WORK REQUEST: Where a line looks odd, keep it as it is and transcribe all the material.

DATA SHOWN:
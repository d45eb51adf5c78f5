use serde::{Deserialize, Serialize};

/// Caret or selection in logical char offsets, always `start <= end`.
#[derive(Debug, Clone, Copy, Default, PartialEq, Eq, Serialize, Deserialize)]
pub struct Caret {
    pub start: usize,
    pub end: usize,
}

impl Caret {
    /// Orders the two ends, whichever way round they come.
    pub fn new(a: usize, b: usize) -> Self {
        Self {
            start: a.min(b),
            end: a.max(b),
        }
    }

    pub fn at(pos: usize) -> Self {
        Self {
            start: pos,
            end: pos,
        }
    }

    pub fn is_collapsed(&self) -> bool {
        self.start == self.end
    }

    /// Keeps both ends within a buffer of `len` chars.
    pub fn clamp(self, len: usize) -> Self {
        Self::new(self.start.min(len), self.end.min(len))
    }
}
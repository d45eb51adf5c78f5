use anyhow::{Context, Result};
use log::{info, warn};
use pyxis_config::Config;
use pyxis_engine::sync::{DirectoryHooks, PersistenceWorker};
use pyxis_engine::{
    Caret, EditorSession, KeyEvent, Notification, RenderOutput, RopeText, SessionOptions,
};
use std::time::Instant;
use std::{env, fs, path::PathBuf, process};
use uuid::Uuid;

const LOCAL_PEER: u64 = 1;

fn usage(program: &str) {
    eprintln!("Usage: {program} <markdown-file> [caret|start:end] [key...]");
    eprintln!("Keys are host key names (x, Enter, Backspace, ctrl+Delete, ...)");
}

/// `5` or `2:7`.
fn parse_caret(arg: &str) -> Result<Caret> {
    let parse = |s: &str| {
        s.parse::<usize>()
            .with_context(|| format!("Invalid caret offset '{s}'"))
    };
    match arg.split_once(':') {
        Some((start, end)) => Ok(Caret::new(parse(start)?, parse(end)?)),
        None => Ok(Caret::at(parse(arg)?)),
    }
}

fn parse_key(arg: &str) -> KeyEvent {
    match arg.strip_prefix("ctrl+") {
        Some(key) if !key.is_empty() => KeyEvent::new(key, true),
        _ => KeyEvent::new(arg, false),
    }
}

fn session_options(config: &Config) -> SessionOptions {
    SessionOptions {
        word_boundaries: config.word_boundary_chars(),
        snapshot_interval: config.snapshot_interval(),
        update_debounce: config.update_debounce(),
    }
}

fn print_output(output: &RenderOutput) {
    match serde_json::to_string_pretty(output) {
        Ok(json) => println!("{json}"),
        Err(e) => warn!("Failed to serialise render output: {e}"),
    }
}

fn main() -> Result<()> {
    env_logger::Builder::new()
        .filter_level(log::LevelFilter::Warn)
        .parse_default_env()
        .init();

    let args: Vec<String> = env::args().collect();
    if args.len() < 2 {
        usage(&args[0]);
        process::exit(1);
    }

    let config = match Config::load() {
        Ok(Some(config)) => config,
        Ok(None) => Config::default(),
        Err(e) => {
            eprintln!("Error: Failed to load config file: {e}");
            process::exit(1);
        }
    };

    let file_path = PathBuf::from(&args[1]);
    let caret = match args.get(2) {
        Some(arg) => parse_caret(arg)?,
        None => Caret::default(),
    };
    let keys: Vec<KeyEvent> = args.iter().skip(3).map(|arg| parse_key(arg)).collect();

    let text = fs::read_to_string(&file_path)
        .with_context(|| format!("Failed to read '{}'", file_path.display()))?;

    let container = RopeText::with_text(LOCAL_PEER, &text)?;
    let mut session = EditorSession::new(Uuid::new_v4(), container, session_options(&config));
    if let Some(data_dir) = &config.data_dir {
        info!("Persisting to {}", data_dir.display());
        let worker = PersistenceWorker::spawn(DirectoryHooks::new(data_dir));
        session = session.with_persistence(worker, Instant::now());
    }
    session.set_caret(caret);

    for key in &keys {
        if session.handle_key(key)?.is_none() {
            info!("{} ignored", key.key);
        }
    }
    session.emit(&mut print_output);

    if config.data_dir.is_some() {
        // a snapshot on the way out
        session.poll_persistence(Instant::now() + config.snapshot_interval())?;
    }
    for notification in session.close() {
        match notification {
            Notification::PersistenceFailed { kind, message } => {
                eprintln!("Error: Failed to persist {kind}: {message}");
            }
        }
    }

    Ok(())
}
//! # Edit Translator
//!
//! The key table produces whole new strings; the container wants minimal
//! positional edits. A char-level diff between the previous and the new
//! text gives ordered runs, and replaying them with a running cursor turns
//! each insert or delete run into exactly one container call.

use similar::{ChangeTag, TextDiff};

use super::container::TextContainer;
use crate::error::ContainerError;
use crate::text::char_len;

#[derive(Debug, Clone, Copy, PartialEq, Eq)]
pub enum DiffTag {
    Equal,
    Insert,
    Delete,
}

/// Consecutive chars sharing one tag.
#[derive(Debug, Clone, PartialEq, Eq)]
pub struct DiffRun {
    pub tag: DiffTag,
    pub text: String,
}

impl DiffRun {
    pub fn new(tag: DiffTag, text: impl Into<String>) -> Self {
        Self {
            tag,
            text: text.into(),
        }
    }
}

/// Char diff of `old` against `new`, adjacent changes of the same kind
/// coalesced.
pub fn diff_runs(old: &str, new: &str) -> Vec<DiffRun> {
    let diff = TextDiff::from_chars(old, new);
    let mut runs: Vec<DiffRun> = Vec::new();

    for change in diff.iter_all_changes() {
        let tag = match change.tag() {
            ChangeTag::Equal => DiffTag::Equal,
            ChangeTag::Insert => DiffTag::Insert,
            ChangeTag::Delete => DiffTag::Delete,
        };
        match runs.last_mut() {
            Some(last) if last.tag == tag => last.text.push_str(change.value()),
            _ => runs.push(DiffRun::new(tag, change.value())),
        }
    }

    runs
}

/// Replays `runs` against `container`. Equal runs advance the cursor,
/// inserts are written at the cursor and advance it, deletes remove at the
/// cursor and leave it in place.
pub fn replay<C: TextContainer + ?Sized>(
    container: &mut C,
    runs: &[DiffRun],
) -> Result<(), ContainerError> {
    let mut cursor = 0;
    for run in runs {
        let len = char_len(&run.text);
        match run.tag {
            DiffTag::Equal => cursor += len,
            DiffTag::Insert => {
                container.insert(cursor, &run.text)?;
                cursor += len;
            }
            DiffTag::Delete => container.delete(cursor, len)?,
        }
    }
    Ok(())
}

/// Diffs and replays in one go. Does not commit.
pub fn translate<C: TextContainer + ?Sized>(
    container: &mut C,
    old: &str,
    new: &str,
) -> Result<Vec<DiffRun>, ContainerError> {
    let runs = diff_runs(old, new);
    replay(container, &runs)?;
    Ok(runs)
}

RESULT OF THIS EXERCISE:
repository d45eb51adf5c78f5
use serde::{Deserialize, Serialize};

/// Caret or selection in logical char offsets, always `start <= end`.
#[derive(Debug, Clone, Copy, Default, PartialEq, Eq, Serialize, Deserialize)]
pub struct Caret {
    pub start: usize,
    pub end: usize,
}

impl Caret {
    /// Orders the two ends, whichever way round they come.
    pub fn new(a: usize, b: usize) -> Self {
        Self {
            start: a.min(b),
            end: a.max(b),
        }
    }

    pub fn at(pos: usize) -> Self {
        Self {
            start: pos,
            end: pos,
        }
    }

    pub fn is_collapsed(&self) -> bool {
        self.start == self.end
    }

    /// Keeps both ends within a buffer of `len` chars.
    pub fn clamp(self, len: usize) -> Self {
        Self::new(self.start.min(len), self.end.min(len))
    }
}
repository d45eb51adf5c78f5
use anyhow::{Context, Result};
use log::{info, warn};
use pyxis_config::Config;
use pyxis_engine::sync::{DirectoryHooks, PersistenceWorker};
use pyxis_engine::{
    Caret, EditorSession, KeyEvent, Notification, RenderOutput, RopeText, SessionOptions,
};
use std::time::Instant;
use std::{env, fs, path::PathBuf, process};
use uuid::Uuid;

const LOCAL_PEER: u64 = 1;

fn usage(program: &str) {
    eprintln!("Usage: {program} <markdown-file> [caret|start:end] [key...]");
    eprintln!("Keys are host key names (x, Enter, Backspace, ctrl+Delete, ...)");
}

/// `5` or `2:7`.
fn parse_caret(arg: &str) -> Result<Caret> {
    let parse = |s: &str| {
        s.parse::<usize>()
            .with_context(|| format!("Invalid caret offset '{s}'"))
    };
    match arg.split_once(':') {
        Some((start, end)) => Ok(Caret::new(parse(start)?, parse(end)?)),
        None => Ok(Caret::at(parse(arg)?)),
    }
}

fn parse_key(arg: &str) -> KeyEvent {
    match arg.strip_prefix("ctrl+") {
        Some(key) if !key.is_empty() => KeyEvent::new(key, true),
        _ => KeyEvent::new(arg, false),
    }
}

fn session_options(config: &Config) -> SessionOptions {
    SessionOptions {
        word_boundaries: config.word_boundary_chars(),
        snapshot_interval: config.snapshot_interval(),
        update_debounce: config.update_debounce(),
    }
}

fn print_output(output: &RenderOutput) {
    match serde_json::to_string_pretty(output) {
        Ok(json) => println!("{json}"),
        Err(e) => warn!("Failed to serialise render output: {e}"),
    }
}

fn main() -> Result<()> {
    env_logger::Builder::new()
        .filter_level(log::LevelFilter::Warn)
        .parse_default_env()
        .init();

    let args: Vec<String> = env::args().collect();
    if args.len() < 2 {
        usage(&args[0]);
        process::exit(1);
    }

    let config = match Config::load() {
        Ok(Some(config)) => config,
        Ok(None) => Config::default(),
        Err(e) => {
            eprintln!("Error: Failed to load config file: {e}");
            process::exit(1);
        }
    };

    let file_path = PathBuf::from(&args[1]);
    let caret = match args.get(2) {
        Some(arg) => parse_caret(arg)?,
        None => Caret::default(),
    };
    let keys: Vec<KeyEvent> = args.iter().skip(3).map(|arg| parse_key(arg)).collect();

    let text = fs::read_to_string(&file_path)
        .with_context(|| format!("Failed to read '{}'", file_path.display()))?;

    let container = RopeText::with_text(LOCAL_PEER, &text)?;
    let mut session = EditorSession::new(Uuid::new_v4(), container, session_options(&config));
    if let Some(data_dir) = &config.data_dir {
        info!("Persisting to {}", data_dir.display());
        let worker = PersistenceWorker::spawn(DirectoryHooks::new(data_dir));
        session = session.with_persistence(worker, Instant::now());
    }
    session.set_caret(caret);

    for key in &keys {
        if session.handle_key(key)?.is_none() {
            info!("{} ignored", key.key);
        }
    }
    session.emit(&mut print_output);

    if config.data_dir.is_some() {
        // a snapshot on the way out
        session.poll_persistence(Instant::now() + config.snapshot_interval())?;
    }
    for notification in session.close() {
        match notification {
            Notification::PersistenceFailed { kind, message } => {
                eprintln!("Error: Failed to persist {kind}: {message}");
            }
        }
    }

    Ok(())
}
//! # Edit Translator
//!
//! The key table produces whole new strings; the container wants minimal
//! positional edits. A char-level diff between the previous and the new
//! text gives ordered runs, and replaying them with a running cursor turns
//! each insert or delete run into exactly one container call.

use similar::{ChangeTag, TextDiff};

use super::container::TextContainer;
use crate::error::ContainerError;
use crate::text::char_len;

#[derive(Debug, Clone, Copy, PartialEq, Eq)]
pub enum DiffTag {
    Equal,
    Insert,
    Delete,
}

/// Consecutive chars sharing one tag.
#[derive(Debug, Clone, PartialEq, Eq)]
pub struct DiffRun {
    pub tag: DiffTag,
    pub text: String,
}

impl DiffRun {
    pub fn new(tag: DiffTag, text: impl Into<String>) -> Self {
        Self {
            tag,
            text: text.into(),
        }
    }
}

/// Char diff of `old` against `new`, adjacent changes of the same kind
/// coalesced.
pub fn diff_runs(old: &str, new: &str) -> Vec<DiffRun> {
    let diff = TextDiff::from_chars(old, new);
    let mut runs: Vec<DiffRun> = Vec::new();

    for change in diff.iter_all_changes() {
        let tag = match change.tag() {
            ChangeTag::Equal => DiffTag::Equal,
            ChangeTag::Insert => DiffTag::Insert,
            ChangeTag::Delete => DiffTag::Delete,
        };
        match runs.last_mut() {
            Some(last) if last.tag == tag => last.text.push_str(change.value()),
            _ => runs.push(DiffRun::new(tag, change.value())),
        }
    }

    runs
}

/// Replays `runs` against `container`. Equal runs advance the cursor,
/// inserts are written at the cursor and advance it, deletes remove at the
/// cursor and leave it in place.
pub fn replay<C: TextContainer + ?Sized>(
    container: &mut C,
    runs: &[DiffRun],
) -> Result<(), ContainerError> {
    let mut cursor = 0;
    for run in runs {
        let len = char_len(&run.text);
        match run.tag {
            DiffTag::Equal => cursor += len,
            DiffTag::Insert => {
                container.insert(cursor, &run.text)?;
                cursor += len;
            }
            DiffTag::Delete => container.delete(cursor, len)?,
        }
    }
    Ok(())
}

/// Diffs and replays in one go. Does not commit.
pub fn translate<C: TextContainer + ?Sized>(
    container: &mut C,
    old: &str,
    new: &str,
) -> Result<Vec<DiffRun>, ContainerError> {
    let runs = diff_runs(old, new);
    replay(container, &runs)?;
    Ok(runs)
}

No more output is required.